Did she leave in April in order to swerve the fans’ end of season unhappiness at the way in which club has been run with her on its board of directors? We’ll never know for certain, but it looked cowardly from a distance, and there’s always something humorously ironic about those would always be preaching personal responsibility sneaking away when the going gets tough. If she’d been a contestant onThe Apprentice, she’d probably have ended up having to fire herself.

And then there’s Daniel Kretinsky, the Czech gazillionaire who was made vice-chair in April upon Brady’s disappearance on the promise of extending his shareholding in the club, having first bought into the club in November 2021. Kretinsky has long been considered the club’s most likely saviour-in-waiting by a proportion of the club’s support.
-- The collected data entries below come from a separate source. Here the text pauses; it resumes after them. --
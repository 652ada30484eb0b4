use crate::{
    Config, ForecastSnapshot,
    model::CityMatch,
    provider::weatherapi::WeatherApiProvider,
};
use async_trait::async_trait;
use std::{fmt::Debug, sync::Arc};
use thiserror::Error;

pub mod weatherapi;

/// Failures reported by the upstream weather service itself, as opposed to
/// transport or decoding failures.
#[derive(Debug, Error, PartialEq, Eq)]
pub enum ProviderError {
    /// The service answered with its structured `{"error": {...}}` body.
    #[error("{message}")]
    Api { status: u16, code: i64, message: String },

    /// Non-success status without a recognisable error body.
    #[error("request failed with status {status}: {body}")]
    Status { status: u16, body: String },
}

/// Raw access to a weather service. Every failure is returned to the caller;
/// see [`crate::LookupClient`] for the layer that absorbs them.
#[async_trait]
pub trait WeatherProvider: Send + Sync + Debug {
    /// Free-text city search, in upstream order and unfiltered.
    async fn search_cities(&self, query: &str) -> anyhow::Result<Vec<CityMatch>>;

    /// Current conditions plus `days` of forecast, with air quality.
    async fn get_forecast(&self, city: &str, days: u8) -> anyhow::Result<ForecastSnapshot>;
}

/// Construct the weatherapi.com provider from config.
pub fn provider_from_config(config: &Config) -> anyhow::Result<Arc<dyn WeatherProvider>> {
    let api_key = config.require_api_key()?;

    Ok(Arc::new(WeatherApiProvider::with_base_url(
        api_key.to_owned(),
        config.base_url.clone(),
    )))
}
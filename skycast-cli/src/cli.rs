use std::{sync::Arc, time::Duration};

use anyhow::{Context, anyhow, bail};
use clap::{Parser, Subcommand};
use inquire::{Select, Text};
use skycast_core::{
    ChannelNotifier, Config, Dashboard, LookupClient, Notification, POPULAR_CITIES,
    SearchDebouncer, SearchResult, provider_from_config,
};
use tokio::sync::mpsc::UnboundedReceiver;
use tracing::debug;

use crate::render;

/// Upper bound on how long `pick` waits for a debounced search to settle.
const SEARCH_SETTLE_TIMEOUT: Duration = Duration::from_secs(30);

/// Top-level CLI struct.
#[derive(Debug, Parser)]
#[command(name = "skycast", version, about = "Weather forecasts for cities across India")]
pub struct Cli {
    /// weatherapi.com API key; overrides the config file.
    #[arg(long, global = true)]
    pub api_key: Option<String>,

    /// Override the API base URL.
    #[arg(long, global = true)]
    pub base_url: Option<String>,

    #[command(subcommand)]
    pub command: Command,
}

#[derive(Debug, Subcommand)]
pub enum Command {
    /// Search for a city by name.
    Search {
        /// Free-text query, at least 3 characters.
        query: String,
    },

    /// Show current conditions and the forecast for a city.
    Forecast {
        /// City name; defaults to `default_city` from the config.
        city: Option<String>,
    },

    /// Interactively search, pick a city and show its forecast.
    Pick,

    /// List the quick-select cities.
    Popular,
}

impl Cli {
    pub async fn run(self) -> anyhow::Result<()> {
        let mut config = Config::load()?.with_api_key(self.api_key);
        if let Some(base_url) = self.base_url {
            config.base_url = base_url;
        }

        match self.command {
            Command::Popular => {
                for city in POPULAR_CITIES {
                    println!("{city}");
                }
                Ok(())
            }
            Command::Search { query } => {
                let (lookup, _toasts) = lookup_client(&config)?;
                search(&config, &lookup, &query).await
            }
            Command::Forecast { city } => {
                let (lookup, toasts) = lookup_client(&config)?;
                let mut dashboard = Dashboard::new(lookup, &config);
                match city {
                    Some(city) => dashboard.select_city(city).await,
                    None => dashboard.load().await,
                };
                show_dashboard(&dashboard, toasts)
            }
            Command::Pick => {
                let (lookup, toasts) = lookup_client(&config)?;
                let city = pick_city(&config, &lookup).await?;
                let mut dashboard = Dashboard::new(lookup, &config);
                dashboard.select_city(city.name).await;
                show_dashboard(&dashboard, toasts)
            }
        }
    }
}

fn lookup_client(
    config: &Config,
) -> anyhow::Result<(LookupClient, UnboundedReceiver<Notification>)> {
    let provider = provider_from_config(config)?;
    let (notifier, toasts) = ChannelNotifier::new();
    Ok((LookupClient::from_config(config, provider, Arc::new(notifier)), toasts))
}

async fn search(config: &Config, lookup: &LookupClient, query: &str) -> anyhow::Result<()> {
    let min = config.search.min_query_len;
    if query.chars().count() < min {
        bail!("Type at least {min} characters to search.");
    }

    let results = lookup.search(query).await;
    if results.is_empty() {
        println!("No city found. Try a different search.");
    }
    for city in results {
        println!("{city}");
    }
    Ok(())
}

fn show_dashboard(
    dashboard: &Dashboard,
    mut toasts: UnboundedReceiver<Notification>,
) -> anyhow::Result<()> {
    while let Ok(toast) = toasts.try_recv() {
        render::toast(&toast);
    }

    match dashboard.snapshot().snapshot() {
        Some(snapshot) => {
            render::snapshot(snapshot);
            Ok(())
        }
        None => Err(anyhow!(
            "No weather data available for {}. Try searching for another Indian city.",
            dashboard.city()
        )),
    }
}

/// Each answer to the prompt is fed to the debouncer as one input event.
async fn pick_city(config: &Config, lookup: &LookupClient) -> anyhow::Result<SearchResult> {
    let mut debouncer = SearchDebouncer::new(Arc::new(lookup.clone()), config.search.clone());
    let mut state = debouncer.subscribe();
    let min = config.search.min_query_len;

    loop {
        let query = tokio::task::spawn_blocking(|| {
            Text::new("Search Indian cities:")
                .with_help_message("Press Esc to cancel")
                .prompt()
        })
        .await
        .context("Prompt task failed")??;

        debouncer.input(query.clone());
        if query.chars().count() < min {
            println!("Type at least {min} characters.");
            continue;
        }

        println!("Searching...");
        let settled = tokio::time::timeout(
            SEARCH_SETTLE_TIMEOUT,
            state.wait_for(|s| !s.loading && s.answered.as_deref() == Some(query.as_str())),
        )
        .await
        .context("City search timed out")?
        .context("City search was cancelled")?
        .clone();
        debug!(query = %query, results = settled.results.len(), "search settled");

        if settled.results.is_empty() {
            println!("No city found. Try a different search.");
            continue;
        }

        let picked = tokio::task::spawn_blocking(move || {
            Select::new("Cities", settled.results).prompt()
        })
        .await
        .context("Prompt task failed")??;

        debouncer.shutdown();
        return Ok(picked);
    }
}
But although he has expanded his stake in the club he has remained largely in the shadows, with occasional references to him not wanting to buy the club outright. Amanda Staveley has also beenlinked to a potential bid for the club, but thenSullivan has been increasing his shareholding as well, which makes the situation behind the scenes at the club look like as much of a mess as playing affairs have been this season.

So, where do they go from here? Well, “Lincoln, Bolton and Preston, for starters” is the facetious answer to this question, but there is a more serious matter at hand here. The situation regarding The London Stadium is almost but not quite intractable. The Boleyn Ground has gone and they don’t own the new place, although redevelopment is possible.

Having said that, though, given the vocal complaining from the Mayor of London about the cost to taxpayers of the club getting relegated, it doesn’t seem likely that remoulding the stadium to better suit football will be publicly-funded. It’s not near Green Street, and that does matter, but starting afresh on the ground itself would be a start.

It doesn’t seem likely that this will happening particularly soon, though. Financial losses were atrocious last season, and they’re unlikely to be in a position to do much about that next season, given their drop in revenues because of this relegation. As such, it feels as though this is more than just a drop down to a lower division, and this is something that West Ham’s supporters seem to understand better than the owners of the club themselves.